The end came when the Supreme Court, in United States v. Nixon (July 1974), unanimously rejected the president's claim of executive privilege and ordered him to hand over the White House tapes. Among them was the recording of 23 June 1972 — the "smoking gun" — on which Nixon is heard, only days after the break-in, directing that the CIA be used to obstruct the FBI's investigation. This was direct evidence of obstruction of justice, and it destroyed the last of his support: facing certain impeachment by the House and conviction by the Senate, Nixon resigned on 9 August 1974, the only president ever to do so. His Vice President, Gerald Ford, became president.
Historians have long debated whether Watergate proves that "the system worked." On one reading, it did: a free press exposed the scandal, Congress investigated it, the courts compelled the evidence, and a lawless president was forced from office by constitutional means, without a coup or a purge. On another reading, the outcome was far more precarious than this reassuring account allows — the cover-up came within a hair of succeeding, and its exposure depended on the chance revelation of the taping system and on the courage of particular individuals. Whichever emphasis one prefers, the deepest consequence lay elsewhere: in the durable collapse of public trust in government that Watergate, coming atop Vietnam, left behind.
The presidencies that followed Nixon's fall unfolded in the long shadow of Vietnam and Watergate, and against a darkening economic backdrop. Together they gave the 1970s their enduring reputation as a decade of drift, disillusionment, and diminished expectations.

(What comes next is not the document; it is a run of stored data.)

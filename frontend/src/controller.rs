//! List/form controller state machine - pure domain logic.
//!
//! One `CrudController` instance backs each dashboard page. The pages hold
//! it in an `RwSignal` and feed it transitions from user events and network
//! completions; everything here is synchronous and host-testable.

use mesa_shared::{Address, Menu, Order, OrderStatus, Restaurant};

/// Server-owned record with an integer id once persisted.
pub trait Entity: Clone + 'static {
    fn id(&self) -> Option<i64>;
    fn set_id(&mut self, id: i64);
}

impl Entity for Restaurant {
    fn id(&self) -> Option<i64> {
        self.id
    }
    fn set_id(&mut self, id: i64) {
        self.id = Some(id);
    }
}

impl Entity for Menu {
    fn id(&self) -> Option<i64> {
        self.id
    }
    fn set_id(&mut self, id: i64) {
        self.id = Some(id);
    }
}

impl Entity for Order {
    fn id(&self) -> Option<i64> {
        self.id
    }
    fn set_id(&mut self, id: i64) {
        self.id = Some(id);
    }
}

impl Entity for Address {
    fn id(&self) -> Option<i64> {
        self.id
    }
    fn set_id(&mut self, id: i64) {
        self.id = Some(id);
    }
}

#[derive(Debug, Clone, Copy, PartialEq, Eq, Default)]
pub enum Mode {
    #[default]
    List,
    Edit,
    /// Read-only view; only the orders page uses it.
    Detail,
}

#[derive(Clone)]
pub struct CrudController<T: Entity> {
    items: Vec<T>,
    /// Copy of the entity bound to the active form. Never aliases a list
    /// entry, so form edits cannot leak into the list before a save.
    selected: Option<T>,
    mode: Mode,
    loading: bool,
    error: Option<String>,
}

impl<T: Entity> CrudController<T> {
    pub fn new() -> Self {
        Self {
            items: Vec::new(),
            selected: None,
            mode: Mode::List,
            loading: true,
            error: None,
        }
    }

    pub fn items(&self) -> &[T] {
        &self.items
    }

    pub fn mode(&self) -> Mode {
        self.mode
    }

    pub fn selected(&self) -> Option<&T> {
        self.selected.as_ref()
    }

    pub fn is_loading(&self) -> bool {
        self.loading
    }

    pub fn error(&self) -> Option<&str> {
        self.error.as_deref()
    }

    /// Id of the entity the form is bound to, if it has ever been persisted.
    pub fn editing_id(&self) -> Option<i64> {
        self.selected.as_ref().and_then(|e| e.id())
    }

    pub fn load_started(&mut self) {
        self.loading = true;
    }

    /// A failed load keeps whatever was loaded before; only the banner
    /// changes. The list is never wiped by a fetch error.
    pub fn load_finished(&mut self, result: Result<Vec<T>, String>) {
        self.loading = false;
        match result {
            Ok(items) => {
                self.items = items;
                self.error = None;
            }
            Err(message) => self.error = Some(message),
        }
    }

    pub fn select(&mut self, entity: &T) {
        self.selected = Some(entity.clone());
        self.mode = Mode::Edit;
    }

    pub fn create_new(&mut self) {
        self.selected = None;
        self.mode = Mode::Edit;
    }

    pub fn view_details(&mut self, entity: &T) {
        self.selected = Some(entity.clone());
        self.mode = Mode::Detail;
    }

    /// Discards unsaved form values without contacting the server.
    pub fn cancel(&mut self) {
        self.selected = None;
        self.mode = Mode::List;
    }

    /// Reconciles a successful update of an existing entity.
    ///
    /// The list entry becomes the submitted form values merged with the
    /// known id; the server echo is deliberately not consulted (see
    /// DESIGN.md for the tradeoff).
    pub fn update_saved(&mut self, id: i64, mut form: T) {
        form.set_id(id);
        if let Some(slot) = self.items.iter_mut().find(|e| e.id() == Some(id)) {
            *slot = form;
        }
        self.selected = None;
        self.mode = Mode::List;
        self.error = None;
    }

    /// Reconciles a successful create: the server-returned entity, with its
    /// newly assigned id, is appended to the end of the collection.
    pub fn create_saved(&mut self, created: T) {
        self.items.push(created);
        self.selected = None;
        self.mode = Mode::List;
        self.error = None;
    }

    /// A failed save keeps the form open and its values intact.
    pub fn save_failed(&mut self, message: String) {
        self.error = Some(message);
    }
}

impl<T: Entity> Default for CrudController<T> {
    fn default() -> Self {
        Self::new()
    }
}

impl CrudController<Order> {
    /// Builds the full PUT body for a status change from the locally known
    /// record. An id absent from the list is a local error and must not
    /// reach the network.
    pub fn status_payload(&self, id: i64, status: OrderStatus) -> Result<Order, String> {
        let Some(order) = self.items.iter().find(|o| o.id == Some(id)) else {
            return Err("Order not found.".to_string());
        };
        let mut payload = order.clone();
        payload.status = status;
        Ok(payload)
    }

    /// After the PUT succeeds, only the status field of the local entry
    /// changes; all other fields stay as previously known.
    pub fn status_applied(&mut self, id: i64, status: OrderStatus) {
        if let Some(order) = self.items.iter_mut().find(|o| o.id == Some(id)) {
            order.status = status;
        }
        self.error = None;
    }
}

#[cfg(test)]
mod tests {
    use super::*;
    use mesa_shared::{MenuSection, MenuSections, OrderItem, OrderItems};

    fn menu(id: Option<i64>, name: &str) -> Menu {
        Menu {
            id,
            restaurant_id: 1,
            name: name.to_string(),
            menu_type: "fixed".to_string(),
            collapse: 0,
            sections: MenuSections::default(),
        }
    }

    fn order(id: i64, status: OrderStatus, total: f64) -> Order {
        Order {
            id: Some(id),
            restaurant_id: 1,
            customer_id: 9,
            items: OrderItems {
                items: vec![OrderItem {
                    menu_item_id: 5,
                    quantity: 2,
                }],
            },
            total,
            status,
        }
    }

    fn loaded(menus: Vec<Menu>) -> CrudController<Menu> {
        let mut ctrl = CrudController::new();
        ctrl.load_finished(Ok(menus));
        ctrl
    }

    #[test]
    fn load_failure_keeps_the_previous_collection() {
        let mut ctrl = loaded(vec![menu(Some(1), "Lunch")]);
        ctrl.load_started();
        ctrl.load_finished(Err("fetch failed".to_string()));

        assert_eq!(ctrl.items().len(), 1);
        assert_eq!(ctrl.error(), Some("fetch failed"));
        assert!(!ctrl.is_loading());
    }

    #[test]
    fn select_copies_the_entity_instead_of_aliasing_it() {
        let mut ctrl = loaded(vec![menu(Some(1), "Lunch")]);
        let picked = ctrl.items()[0].clone();
        ctrl.select(&picked);

        // Mutating the bound copy must not touch the list entry.
        let mut form = ctrl.selected().unwrap().clone();
        form.name = "Dinner".to_string();
        assert_eq!(ctrl.items()[0].name, "Lunch");
        assert_eq!(ctrl.mode(), Mode::Edit);
        assert_eq!(ctrl.editing_id(), Some(1));
    }

    #[test]
    fn update_keeps_exactly_one_entry_per_id_with_form_values() {
        let mut ctrl = loaded(vec![
            menu(Some(1), "Lunch"),
            menu(Some(2), "Dinner"),
            menu(Some(3), "Drinks"),
        ]);
        ctrl.select(&ctrl.items()[1].clone());

        // The form values win over whatever the server echoed back.
        let mut form = menu(None, "Late dinner");
        form.collapse = 1;
        ctrl.update_saved(2, form);

        let ids: Vec<_> = ctrl.items().iter().map(|m| m.id).collect();
        assert_eq!(ids, vec![Some(1), Some(2), Some(3)]);
        assert_eq!(ctrl.items()[1].name, "Late dinner");
        assert_eq!(ctrl.items()[1].collapse, 1);
        assert_eq!(ctrl.mode(), Mode::List);
        assert!(ctrl.selected().is_none());
    }

    #[test]
    fn update_preserves_the_order_of_untouched_entries() {
        let mut ctrl = loaded(vec![menu(Some(5), "A"), menu(Some(6), "B")]);
        ctrl.update_saved(5, menu(None, "A2"));
        let names: Vec<_> = ctrl.items().iter().map(|m| m.name.as_str()).collect();
        assert_eq!(names, vec!["A2", "B"]);
    }

    #[test]
    fn create_appends_the_server_entity_with_its_assigned_id() {
        let mut ctrl = loaded(vec![menu(Some(1), "Lunch")]);
        ctrl.create_new();
        assert_eq!(ctrl.editing_id(), None);

        // Stubbed server response: the submitted menu plus id 42.
        let mut submitted = menu(None, "Drinks menu");
        submitted.sections = MenuSections {
            sections: vec![MenuSection {
                id: 0,
                name: "Drinks".to_string(),
                description: String::new(),
                position: 0,
                visible: 1,
                items: Vec::new(),
            }],
        };
        let mut created = submitted.clone();
        created.id = Some(42);
        ctrl.create_saved(created);

        assert_eq!(ctrl.items().len(), 2);
        let last = ctrl.items().last().unwrap();
        assert_eq!(last.id, Some(42));
        assert_eq!(last.sections.sections[0].name, "Drinks");
        assert_eq!(ctrl.mode(), Mode::List);
    }

    #[test]
    fn failed_save_keeps_the_form_open_and_the_list_unchanged() {
        let mut ctrl = loaded(vec![menu(Some(1), "Lunch")]);
        ctrl.select(&ctrl.items()[0].clone());
        ctrl.save_failed("validation rejected".to_string());

        assert_eq!(ctrl.mode(), Mode::Edit);
        assert!(ctrl.selected().is_some());
        assert_eq!(ctrl.error(), Some("validation rejected"));
        assert_eq!(ctrl.items()[0].name, "Lunch");
    }

    #[test]
    fn cancel_discards_the_form_without_touching_the_list() {
        let mut ctrl = loaded(vec![menu(Some(1), "Lunch")]);
        ctrl.select(&ctrl.items()[0].clone());
        ctrl.cancel();
        assert_eq!(ctrl.mode(), Mode::List);
        assert!(ctrl.selected().is_none());
        assert_eq!(ctrl.items().len(), 1);
    }

    #[test]
    fn status_payload_merges_the_new_status_into_the_known_record() {
        let mut ctrl = CrudController::new();
        ctrl.load_finished(Ok(vec![order(7, OrderStatus::Pending, 31.5)]));

        let payload = ctrl.status_payload(7, OrderStatus::Accepted).unwrap();
        assert_eq!(payload.id, Some(7));
        assert_eq!(payload.status, OrderStatus::Accepted);
        assert_eq!(payload.total, 31.5);
        assert_eq!(payload.items.items.len(), 1);
    }

    #[test]
    fn status_update_for_an_unknown_id_is_a_local_error() {
        let mut ctrl = CrudController::new();
        ctrl.load_finished(Ok(vec![order(7, OrderStatus::Pending, 31.5)]));
        let before = ctrl.items().to_vec();

        let err = ctrl.status_payload(99, OrderStatus::Ready).unwrap_err();
        assert_eq!(err, "Order not found.");
        assert_eq!(ctrl.items(), &before[..]);
    }

    #[test]
    fn status_applied_changes_only_the_status_field() {
        let mut ctrl = CrudController::new();
        ctrl.load_finished(Ok(vec![
            order(7, OrderStatus::Pending, 31.5),
            order(8, OrderStatus::Ready, 12.0),
        ]));

        ctrl.status_applied(7, OrderStatus::Preparing);
        assert_eq!(ctrl.items()[0].status, OrderStatus::Preparing);
        assert_eq!(ctrl.items()[0].total, 31.5);
        assert_eq!(ctrl.items()[1].status, OrderStatus::Ready);
    }
}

Gerald Ford — the only president never elected to the presidency or vice-presidency, having been appointed Vice President after Spiro Agnew's resignation for corruption — assumed office promising that "our long national nightmare is over." Within a month, however, he pardoned Nixon for all federal offences he had committed or might have committed as president. Ford argued that a trial of the former president would tear the country apart and that the nation needed to move on; his critics suspected a corrupt bargain and were outraged that Nixon would face no accountability. The pardon was deeply unpopular, deepened the very cynicism it was meant to dispel, and contributed to Ford's narrow defeat in the 1976 election. His brief presidency was further burdened by the fall of South Vietnam in 1975 and by the worst economic conditions since the Depression.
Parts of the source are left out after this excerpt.